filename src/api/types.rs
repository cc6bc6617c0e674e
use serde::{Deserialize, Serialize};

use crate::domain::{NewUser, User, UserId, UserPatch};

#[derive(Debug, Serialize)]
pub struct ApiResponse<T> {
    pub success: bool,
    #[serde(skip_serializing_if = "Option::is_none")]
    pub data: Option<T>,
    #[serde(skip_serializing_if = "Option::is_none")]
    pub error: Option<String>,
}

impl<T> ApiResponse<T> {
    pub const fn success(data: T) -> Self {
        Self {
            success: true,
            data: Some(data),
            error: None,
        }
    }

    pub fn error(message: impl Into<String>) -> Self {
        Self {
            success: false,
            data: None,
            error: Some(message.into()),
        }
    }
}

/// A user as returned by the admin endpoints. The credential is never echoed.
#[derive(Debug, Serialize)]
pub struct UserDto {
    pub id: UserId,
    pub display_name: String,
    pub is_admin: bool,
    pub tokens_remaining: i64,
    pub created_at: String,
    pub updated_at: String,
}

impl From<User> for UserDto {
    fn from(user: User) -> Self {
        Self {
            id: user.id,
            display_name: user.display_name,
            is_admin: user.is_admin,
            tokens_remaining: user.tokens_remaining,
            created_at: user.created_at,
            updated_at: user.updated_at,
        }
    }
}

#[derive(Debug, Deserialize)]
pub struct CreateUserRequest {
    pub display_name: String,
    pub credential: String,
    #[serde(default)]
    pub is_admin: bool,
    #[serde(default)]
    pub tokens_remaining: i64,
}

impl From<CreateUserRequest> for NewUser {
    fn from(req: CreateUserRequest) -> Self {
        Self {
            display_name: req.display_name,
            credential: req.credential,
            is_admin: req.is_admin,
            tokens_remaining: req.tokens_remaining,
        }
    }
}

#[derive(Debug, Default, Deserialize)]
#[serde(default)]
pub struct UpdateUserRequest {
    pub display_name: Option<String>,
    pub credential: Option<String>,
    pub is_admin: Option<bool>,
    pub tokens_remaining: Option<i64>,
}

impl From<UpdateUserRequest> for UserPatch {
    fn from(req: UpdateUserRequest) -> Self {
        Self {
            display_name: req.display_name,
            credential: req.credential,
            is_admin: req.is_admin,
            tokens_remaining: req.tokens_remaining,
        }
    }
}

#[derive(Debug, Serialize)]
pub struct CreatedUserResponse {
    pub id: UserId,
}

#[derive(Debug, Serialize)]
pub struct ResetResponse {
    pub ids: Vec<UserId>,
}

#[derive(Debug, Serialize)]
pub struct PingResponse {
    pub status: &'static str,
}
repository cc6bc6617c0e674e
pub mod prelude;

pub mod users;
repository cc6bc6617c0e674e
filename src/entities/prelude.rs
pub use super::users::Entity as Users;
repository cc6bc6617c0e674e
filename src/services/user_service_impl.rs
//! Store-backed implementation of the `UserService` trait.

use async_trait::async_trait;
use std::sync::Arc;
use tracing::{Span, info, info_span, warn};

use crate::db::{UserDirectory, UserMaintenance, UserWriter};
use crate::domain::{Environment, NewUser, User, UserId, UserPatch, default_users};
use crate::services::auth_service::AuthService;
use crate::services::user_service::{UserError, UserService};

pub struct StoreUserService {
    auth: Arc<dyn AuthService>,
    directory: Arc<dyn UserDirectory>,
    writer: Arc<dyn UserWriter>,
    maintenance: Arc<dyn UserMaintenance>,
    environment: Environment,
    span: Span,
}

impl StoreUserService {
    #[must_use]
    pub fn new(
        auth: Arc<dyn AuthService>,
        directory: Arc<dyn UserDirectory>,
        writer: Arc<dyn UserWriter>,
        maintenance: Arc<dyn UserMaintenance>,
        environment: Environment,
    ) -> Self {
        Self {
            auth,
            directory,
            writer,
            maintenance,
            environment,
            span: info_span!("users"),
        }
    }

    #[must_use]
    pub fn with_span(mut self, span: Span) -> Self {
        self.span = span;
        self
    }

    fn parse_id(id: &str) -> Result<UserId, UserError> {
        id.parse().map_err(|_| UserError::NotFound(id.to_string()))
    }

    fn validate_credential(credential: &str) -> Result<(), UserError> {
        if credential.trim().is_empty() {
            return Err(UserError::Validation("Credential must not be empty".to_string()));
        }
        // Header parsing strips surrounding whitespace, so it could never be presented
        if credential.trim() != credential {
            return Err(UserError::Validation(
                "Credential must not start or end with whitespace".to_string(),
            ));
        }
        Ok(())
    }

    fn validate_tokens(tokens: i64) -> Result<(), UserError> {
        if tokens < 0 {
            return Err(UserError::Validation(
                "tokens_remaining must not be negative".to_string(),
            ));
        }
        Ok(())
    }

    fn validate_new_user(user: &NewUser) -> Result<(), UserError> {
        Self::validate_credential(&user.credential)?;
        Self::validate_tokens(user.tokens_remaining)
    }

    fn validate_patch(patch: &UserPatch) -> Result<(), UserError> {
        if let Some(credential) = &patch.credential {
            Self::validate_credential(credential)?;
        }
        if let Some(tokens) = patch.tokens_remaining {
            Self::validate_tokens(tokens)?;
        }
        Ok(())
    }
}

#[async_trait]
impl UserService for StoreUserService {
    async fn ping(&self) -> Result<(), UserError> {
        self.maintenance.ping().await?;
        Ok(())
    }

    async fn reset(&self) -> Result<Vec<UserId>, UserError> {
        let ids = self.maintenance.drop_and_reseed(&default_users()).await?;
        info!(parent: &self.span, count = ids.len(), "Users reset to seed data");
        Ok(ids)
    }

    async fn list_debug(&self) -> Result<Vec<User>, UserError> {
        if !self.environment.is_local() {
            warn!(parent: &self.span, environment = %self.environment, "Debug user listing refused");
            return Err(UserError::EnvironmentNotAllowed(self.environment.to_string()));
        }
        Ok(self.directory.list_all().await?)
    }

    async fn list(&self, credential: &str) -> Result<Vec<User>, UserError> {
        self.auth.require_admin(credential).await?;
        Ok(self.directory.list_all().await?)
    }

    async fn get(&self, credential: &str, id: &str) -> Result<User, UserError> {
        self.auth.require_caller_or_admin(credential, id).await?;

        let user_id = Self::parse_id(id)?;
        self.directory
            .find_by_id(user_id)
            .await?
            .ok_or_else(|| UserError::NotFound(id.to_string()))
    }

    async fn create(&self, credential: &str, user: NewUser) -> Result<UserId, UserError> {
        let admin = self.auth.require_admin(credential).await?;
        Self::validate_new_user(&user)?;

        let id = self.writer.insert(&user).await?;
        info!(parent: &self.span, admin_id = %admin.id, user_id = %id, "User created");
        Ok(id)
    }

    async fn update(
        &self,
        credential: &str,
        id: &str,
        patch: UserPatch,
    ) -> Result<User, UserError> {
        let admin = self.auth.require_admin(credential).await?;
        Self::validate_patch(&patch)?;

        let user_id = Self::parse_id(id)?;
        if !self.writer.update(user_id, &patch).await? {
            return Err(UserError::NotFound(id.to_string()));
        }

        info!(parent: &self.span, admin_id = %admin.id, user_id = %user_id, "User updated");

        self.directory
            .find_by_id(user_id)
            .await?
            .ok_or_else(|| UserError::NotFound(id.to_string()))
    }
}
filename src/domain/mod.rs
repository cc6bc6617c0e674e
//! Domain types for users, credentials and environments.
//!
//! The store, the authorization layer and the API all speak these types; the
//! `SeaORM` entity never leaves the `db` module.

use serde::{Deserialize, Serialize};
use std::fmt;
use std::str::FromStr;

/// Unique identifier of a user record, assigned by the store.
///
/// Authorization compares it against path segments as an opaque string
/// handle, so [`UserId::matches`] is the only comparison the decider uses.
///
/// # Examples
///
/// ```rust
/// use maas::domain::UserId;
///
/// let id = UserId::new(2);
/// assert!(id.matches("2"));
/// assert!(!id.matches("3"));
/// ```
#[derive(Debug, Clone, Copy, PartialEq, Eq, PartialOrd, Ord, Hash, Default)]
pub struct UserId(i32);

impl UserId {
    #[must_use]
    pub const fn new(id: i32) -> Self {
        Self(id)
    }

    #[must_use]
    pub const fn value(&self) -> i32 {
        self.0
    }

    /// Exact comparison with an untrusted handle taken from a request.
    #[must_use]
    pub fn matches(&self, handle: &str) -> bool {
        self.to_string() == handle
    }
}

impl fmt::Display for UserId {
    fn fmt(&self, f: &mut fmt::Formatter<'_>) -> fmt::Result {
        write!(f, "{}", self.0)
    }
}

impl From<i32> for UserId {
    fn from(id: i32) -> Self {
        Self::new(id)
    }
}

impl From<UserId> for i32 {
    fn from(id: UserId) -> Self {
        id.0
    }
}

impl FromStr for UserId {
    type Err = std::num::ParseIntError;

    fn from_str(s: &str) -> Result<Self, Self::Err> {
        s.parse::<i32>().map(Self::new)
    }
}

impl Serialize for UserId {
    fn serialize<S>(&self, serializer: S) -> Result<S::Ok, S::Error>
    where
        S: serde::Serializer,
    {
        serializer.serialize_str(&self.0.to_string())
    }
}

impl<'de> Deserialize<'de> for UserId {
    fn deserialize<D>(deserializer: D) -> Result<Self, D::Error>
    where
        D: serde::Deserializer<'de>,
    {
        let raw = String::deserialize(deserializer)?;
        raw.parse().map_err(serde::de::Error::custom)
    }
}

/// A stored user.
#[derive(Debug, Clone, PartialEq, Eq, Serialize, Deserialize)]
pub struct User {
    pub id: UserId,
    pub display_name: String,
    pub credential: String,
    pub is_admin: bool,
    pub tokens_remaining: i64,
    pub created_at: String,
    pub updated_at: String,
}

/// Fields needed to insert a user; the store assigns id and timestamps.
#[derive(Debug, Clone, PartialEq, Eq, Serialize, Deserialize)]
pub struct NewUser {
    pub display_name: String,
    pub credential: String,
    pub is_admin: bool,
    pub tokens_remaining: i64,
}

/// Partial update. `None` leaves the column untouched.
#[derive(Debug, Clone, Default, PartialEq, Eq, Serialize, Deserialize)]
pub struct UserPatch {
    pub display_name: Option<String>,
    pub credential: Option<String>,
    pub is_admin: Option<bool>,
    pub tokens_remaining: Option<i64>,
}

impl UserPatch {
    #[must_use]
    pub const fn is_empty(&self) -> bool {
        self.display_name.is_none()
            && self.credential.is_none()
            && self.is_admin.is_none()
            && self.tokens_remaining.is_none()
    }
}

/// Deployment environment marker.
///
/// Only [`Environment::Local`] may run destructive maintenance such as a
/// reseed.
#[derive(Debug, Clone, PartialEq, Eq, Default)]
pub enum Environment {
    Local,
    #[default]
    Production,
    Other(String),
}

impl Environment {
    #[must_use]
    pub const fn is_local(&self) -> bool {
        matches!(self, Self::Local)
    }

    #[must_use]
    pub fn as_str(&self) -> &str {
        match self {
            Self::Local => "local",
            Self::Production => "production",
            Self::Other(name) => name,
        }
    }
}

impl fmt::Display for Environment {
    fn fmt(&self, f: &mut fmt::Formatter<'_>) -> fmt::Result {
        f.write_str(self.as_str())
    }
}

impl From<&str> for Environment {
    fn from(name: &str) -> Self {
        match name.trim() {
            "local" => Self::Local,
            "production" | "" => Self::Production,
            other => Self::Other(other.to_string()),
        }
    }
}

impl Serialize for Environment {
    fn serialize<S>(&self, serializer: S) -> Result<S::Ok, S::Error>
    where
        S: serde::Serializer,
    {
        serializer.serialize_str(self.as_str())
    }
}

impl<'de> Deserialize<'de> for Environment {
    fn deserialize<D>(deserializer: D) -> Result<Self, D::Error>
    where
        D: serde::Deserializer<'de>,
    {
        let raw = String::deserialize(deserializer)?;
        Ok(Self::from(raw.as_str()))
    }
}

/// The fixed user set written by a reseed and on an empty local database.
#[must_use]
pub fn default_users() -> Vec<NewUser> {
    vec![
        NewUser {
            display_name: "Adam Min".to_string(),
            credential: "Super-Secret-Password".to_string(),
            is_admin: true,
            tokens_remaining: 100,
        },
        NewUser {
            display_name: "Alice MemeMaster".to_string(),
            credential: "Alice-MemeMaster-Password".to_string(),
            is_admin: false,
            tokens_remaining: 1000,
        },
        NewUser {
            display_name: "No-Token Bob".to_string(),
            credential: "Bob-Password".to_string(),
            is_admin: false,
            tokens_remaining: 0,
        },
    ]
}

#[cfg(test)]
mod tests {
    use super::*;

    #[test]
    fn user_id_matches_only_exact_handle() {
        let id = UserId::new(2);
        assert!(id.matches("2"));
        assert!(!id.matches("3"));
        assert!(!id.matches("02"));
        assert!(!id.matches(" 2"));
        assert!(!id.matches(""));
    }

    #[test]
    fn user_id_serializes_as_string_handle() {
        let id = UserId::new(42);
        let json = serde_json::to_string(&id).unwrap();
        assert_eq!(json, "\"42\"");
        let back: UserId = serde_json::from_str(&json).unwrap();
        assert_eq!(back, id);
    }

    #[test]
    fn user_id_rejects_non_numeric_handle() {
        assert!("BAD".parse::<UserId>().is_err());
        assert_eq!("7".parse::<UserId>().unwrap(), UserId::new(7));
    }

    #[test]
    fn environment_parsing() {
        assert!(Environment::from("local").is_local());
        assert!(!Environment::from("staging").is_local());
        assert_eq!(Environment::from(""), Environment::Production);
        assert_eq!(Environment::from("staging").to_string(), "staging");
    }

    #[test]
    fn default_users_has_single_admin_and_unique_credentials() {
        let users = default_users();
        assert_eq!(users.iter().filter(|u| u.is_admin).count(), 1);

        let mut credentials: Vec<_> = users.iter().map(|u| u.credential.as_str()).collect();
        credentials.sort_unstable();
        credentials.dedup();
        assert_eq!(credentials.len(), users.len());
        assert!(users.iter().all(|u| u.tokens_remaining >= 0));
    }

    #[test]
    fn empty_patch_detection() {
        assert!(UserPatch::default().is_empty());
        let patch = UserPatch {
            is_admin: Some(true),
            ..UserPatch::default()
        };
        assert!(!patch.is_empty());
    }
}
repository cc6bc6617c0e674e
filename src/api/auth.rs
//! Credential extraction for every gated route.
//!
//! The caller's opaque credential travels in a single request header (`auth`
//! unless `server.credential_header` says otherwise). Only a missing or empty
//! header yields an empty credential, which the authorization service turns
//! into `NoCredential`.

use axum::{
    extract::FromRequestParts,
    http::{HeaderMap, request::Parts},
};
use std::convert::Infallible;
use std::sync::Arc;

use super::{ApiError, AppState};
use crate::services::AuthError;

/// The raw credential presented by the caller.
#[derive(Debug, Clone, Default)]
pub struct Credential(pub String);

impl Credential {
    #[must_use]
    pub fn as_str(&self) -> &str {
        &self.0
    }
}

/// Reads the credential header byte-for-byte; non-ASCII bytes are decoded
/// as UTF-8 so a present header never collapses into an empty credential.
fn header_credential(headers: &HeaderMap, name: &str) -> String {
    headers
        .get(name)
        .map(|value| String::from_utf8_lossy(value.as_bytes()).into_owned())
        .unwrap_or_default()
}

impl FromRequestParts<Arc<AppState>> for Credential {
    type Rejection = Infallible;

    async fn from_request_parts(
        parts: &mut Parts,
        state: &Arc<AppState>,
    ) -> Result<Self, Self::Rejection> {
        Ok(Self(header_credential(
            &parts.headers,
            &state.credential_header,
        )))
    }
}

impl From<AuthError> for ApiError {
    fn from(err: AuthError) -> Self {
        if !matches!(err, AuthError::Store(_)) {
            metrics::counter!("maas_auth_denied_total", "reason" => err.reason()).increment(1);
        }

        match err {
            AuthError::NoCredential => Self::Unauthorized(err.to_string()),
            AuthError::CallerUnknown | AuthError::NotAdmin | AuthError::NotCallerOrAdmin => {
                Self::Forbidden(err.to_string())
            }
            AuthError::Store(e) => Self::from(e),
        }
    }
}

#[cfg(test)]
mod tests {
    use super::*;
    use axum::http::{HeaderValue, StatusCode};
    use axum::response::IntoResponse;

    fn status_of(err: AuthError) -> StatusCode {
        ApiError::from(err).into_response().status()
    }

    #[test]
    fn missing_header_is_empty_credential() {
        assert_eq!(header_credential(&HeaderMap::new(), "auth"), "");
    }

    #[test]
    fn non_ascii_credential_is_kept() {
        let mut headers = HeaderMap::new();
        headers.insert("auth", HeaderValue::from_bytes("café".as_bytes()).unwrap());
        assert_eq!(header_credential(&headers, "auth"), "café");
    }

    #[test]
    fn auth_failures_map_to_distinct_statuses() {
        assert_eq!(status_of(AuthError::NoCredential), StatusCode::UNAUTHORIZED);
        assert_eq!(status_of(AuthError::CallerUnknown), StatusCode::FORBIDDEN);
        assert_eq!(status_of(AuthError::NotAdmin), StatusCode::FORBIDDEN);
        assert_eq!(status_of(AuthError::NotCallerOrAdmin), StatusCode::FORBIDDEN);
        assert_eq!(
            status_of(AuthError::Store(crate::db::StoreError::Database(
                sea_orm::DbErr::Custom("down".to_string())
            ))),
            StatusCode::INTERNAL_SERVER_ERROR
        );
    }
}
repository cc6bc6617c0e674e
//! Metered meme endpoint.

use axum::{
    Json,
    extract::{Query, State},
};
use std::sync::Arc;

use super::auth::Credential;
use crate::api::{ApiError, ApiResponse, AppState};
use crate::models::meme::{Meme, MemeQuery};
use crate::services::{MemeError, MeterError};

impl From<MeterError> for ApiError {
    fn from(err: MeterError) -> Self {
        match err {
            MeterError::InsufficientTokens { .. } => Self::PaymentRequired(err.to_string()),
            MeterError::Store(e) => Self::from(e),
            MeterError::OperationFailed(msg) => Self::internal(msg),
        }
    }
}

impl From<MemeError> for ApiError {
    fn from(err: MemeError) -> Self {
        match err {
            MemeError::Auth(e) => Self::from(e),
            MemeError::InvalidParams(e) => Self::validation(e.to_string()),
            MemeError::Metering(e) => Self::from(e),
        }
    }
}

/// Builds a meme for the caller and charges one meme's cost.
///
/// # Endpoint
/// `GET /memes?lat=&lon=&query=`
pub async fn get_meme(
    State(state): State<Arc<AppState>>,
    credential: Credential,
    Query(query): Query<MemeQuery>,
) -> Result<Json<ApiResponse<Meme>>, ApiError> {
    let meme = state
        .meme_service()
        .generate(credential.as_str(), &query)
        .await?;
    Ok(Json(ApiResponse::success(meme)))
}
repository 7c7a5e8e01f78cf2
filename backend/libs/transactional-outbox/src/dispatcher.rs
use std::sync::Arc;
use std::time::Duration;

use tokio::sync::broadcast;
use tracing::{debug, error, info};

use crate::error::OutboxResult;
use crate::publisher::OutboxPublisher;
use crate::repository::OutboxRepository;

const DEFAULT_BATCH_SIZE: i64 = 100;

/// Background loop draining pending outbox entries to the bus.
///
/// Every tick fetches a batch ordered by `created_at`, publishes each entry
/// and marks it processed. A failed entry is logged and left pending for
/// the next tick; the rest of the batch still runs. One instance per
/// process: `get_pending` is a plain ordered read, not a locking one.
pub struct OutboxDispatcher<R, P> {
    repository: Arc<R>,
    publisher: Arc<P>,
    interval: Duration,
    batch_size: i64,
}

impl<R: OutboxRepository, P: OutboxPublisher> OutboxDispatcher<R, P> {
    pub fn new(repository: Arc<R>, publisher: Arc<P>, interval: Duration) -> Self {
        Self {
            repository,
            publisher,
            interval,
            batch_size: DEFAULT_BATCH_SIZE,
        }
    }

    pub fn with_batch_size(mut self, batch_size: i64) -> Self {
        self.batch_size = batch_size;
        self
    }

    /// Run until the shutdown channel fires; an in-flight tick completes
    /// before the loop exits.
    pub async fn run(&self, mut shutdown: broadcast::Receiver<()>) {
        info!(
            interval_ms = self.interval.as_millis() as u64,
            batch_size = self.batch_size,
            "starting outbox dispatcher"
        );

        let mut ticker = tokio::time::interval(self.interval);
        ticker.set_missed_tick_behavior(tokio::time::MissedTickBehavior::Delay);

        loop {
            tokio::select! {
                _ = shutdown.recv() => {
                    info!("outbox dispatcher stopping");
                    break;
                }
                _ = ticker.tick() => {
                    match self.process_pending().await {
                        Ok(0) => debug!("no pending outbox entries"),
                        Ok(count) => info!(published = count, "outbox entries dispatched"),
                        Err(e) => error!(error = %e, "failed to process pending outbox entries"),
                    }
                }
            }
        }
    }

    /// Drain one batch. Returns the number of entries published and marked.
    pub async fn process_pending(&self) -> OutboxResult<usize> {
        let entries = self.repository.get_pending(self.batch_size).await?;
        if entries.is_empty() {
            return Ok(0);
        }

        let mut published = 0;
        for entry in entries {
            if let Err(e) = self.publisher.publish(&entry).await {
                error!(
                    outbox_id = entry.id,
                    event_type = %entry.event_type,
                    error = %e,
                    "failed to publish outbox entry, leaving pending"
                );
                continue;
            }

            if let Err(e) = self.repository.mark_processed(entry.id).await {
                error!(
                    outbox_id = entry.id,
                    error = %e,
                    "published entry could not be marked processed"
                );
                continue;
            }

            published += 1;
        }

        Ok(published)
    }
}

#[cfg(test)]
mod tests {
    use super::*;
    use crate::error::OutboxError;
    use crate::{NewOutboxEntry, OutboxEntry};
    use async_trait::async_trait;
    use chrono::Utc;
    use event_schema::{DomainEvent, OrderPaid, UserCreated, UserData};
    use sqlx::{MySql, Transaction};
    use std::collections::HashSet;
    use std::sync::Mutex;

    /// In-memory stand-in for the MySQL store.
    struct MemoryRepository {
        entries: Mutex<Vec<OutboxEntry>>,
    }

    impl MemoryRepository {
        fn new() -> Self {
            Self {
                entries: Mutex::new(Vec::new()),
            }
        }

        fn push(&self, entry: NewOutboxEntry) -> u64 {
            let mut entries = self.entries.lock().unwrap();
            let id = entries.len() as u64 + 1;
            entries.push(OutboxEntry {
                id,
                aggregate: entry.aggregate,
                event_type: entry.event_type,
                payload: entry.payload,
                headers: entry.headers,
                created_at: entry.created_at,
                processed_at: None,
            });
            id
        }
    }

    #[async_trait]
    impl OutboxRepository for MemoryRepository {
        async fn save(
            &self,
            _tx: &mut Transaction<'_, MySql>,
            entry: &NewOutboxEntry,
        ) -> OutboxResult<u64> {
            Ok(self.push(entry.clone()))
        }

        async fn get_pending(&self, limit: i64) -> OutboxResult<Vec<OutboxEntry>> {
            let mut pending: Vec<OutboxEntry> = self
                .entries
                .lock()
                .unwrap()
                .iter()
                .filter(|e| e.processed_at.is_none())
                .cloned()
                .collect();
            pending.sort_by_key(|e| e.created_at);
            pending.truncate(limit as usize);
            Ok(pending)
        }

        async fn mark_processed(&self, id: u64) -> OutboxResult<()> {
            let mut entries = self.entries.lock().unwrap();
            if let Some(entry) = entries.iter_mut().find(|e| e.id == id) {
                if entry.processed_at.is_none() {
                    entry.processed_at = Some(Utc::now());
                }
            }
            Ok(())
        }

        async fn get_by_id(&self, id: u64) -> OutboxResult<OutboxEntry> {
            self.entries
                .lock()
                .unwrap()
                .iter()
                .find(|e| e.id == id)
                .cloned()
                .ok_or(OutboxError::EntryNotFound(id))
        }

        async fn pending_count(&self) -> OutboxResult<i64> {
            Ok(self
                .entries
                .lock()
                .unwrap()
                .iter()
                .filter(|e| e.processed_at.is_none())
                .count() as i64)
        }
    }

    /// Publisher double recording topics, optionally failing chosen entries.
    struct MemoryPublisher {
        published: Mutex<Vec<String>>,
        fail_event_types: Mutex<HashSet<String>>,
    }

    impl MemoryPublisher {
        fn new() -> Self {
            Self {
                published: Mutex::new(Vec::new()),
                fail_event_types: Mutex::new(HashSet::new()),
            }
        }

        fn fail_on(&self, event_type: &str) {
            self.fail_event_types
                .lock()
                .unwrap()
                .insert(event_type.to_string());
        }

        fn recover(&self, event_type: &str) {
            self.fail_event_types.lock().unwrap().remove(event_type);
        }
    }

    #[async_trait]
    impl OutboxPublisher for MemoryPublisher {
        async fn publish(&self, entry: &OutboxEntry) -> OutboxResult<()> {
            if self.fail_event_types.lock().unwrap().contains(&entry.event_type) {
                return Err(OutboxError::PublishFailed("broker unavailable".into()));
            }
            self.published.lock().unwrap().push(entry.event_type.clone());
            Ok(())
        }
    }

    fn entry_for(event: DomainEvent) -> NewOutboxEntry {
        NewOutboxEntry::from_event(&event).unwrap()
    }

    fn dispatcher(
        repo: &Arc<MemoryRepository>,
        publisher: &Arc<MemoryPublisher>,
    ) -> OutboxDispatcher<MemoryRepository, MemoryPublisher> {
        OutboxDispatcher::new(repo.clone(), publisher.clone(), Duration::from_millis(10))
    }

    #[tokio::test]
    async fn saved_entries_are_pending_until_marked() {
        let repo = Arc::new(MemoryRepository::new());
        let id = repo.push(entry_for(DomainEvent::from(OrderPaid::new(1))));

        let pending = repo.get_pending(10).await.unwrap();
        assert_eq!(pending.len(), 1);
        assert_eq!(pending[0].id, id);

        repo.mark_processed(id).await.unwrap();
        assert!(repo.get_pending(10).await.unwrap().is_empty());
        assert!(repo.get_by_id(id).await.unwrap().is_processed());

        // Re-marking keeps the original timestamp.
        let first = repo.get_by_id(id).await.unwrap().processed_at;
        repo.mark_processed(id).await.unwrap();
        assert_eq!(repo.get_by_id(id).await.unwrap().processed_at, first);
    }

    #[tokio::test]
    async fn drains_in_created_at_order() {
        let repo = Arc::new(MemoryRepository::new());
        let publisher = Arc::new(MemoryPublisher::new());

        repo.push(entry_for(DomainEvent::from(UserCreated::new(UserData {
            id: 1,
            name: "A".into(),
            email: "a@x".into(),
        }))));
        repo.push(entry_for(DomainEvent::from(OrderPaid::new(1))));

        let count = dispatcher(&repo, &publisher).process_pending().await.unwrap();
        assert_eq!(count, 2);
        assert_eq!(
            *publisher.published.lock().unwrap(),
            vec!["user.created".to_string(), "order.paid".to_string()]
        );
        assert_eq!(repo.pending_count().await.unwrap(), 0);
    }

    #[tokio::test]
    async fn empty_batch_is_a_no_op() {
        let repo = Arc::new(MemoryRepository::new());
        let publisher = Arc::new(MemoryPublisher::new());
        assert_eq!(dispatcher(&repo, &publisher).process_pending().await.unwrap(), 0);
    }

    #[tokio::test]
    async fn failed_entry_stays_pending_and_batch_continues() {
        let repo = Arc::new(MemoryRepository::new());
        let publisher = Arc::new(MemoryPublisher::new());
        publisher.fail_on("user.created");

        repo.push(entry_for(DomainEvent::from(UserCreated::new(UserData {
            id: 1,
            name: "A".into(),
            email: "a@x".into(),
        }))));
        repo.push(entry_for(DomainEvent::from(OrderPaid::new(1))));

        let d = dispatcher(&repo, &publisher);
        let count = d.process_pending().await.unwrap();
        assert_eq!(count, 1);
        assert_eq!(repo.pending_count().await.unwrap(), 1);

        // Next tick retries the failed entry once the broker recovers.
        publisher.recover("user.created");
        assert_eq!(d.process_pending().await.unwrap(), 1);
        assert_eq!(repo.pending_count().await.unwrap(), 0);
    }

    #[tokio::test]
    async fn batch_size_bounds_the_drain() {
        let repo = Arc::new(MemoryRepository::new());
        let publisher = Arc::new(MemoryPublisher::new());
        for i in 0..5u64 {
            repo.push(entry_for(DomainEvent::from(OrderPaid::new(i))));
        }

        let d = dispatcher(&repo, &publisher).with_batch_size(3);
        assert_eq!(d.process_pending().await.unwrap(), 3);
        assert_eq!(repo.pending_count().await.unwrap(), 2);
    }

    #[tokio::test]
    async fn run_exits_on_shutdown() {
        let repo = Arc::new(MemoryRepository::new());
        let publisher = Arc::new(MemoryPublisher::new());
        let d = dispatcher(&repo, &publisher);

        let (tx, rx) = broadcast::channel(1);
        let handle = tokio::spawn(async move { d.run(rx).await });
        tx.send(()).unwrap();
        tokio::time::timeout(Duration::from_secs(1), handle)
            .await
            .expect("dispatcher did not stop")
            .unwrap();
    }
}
_ _ _ _ _ _ _
Task instructions >>
In the records above, locate each line with the word "staging". Copy all such lines.

Answer for the task >>
        assert!(!Environment::from("staging").is_local());
        assert_eq!(Environment::from("staging").to_string(), "staging");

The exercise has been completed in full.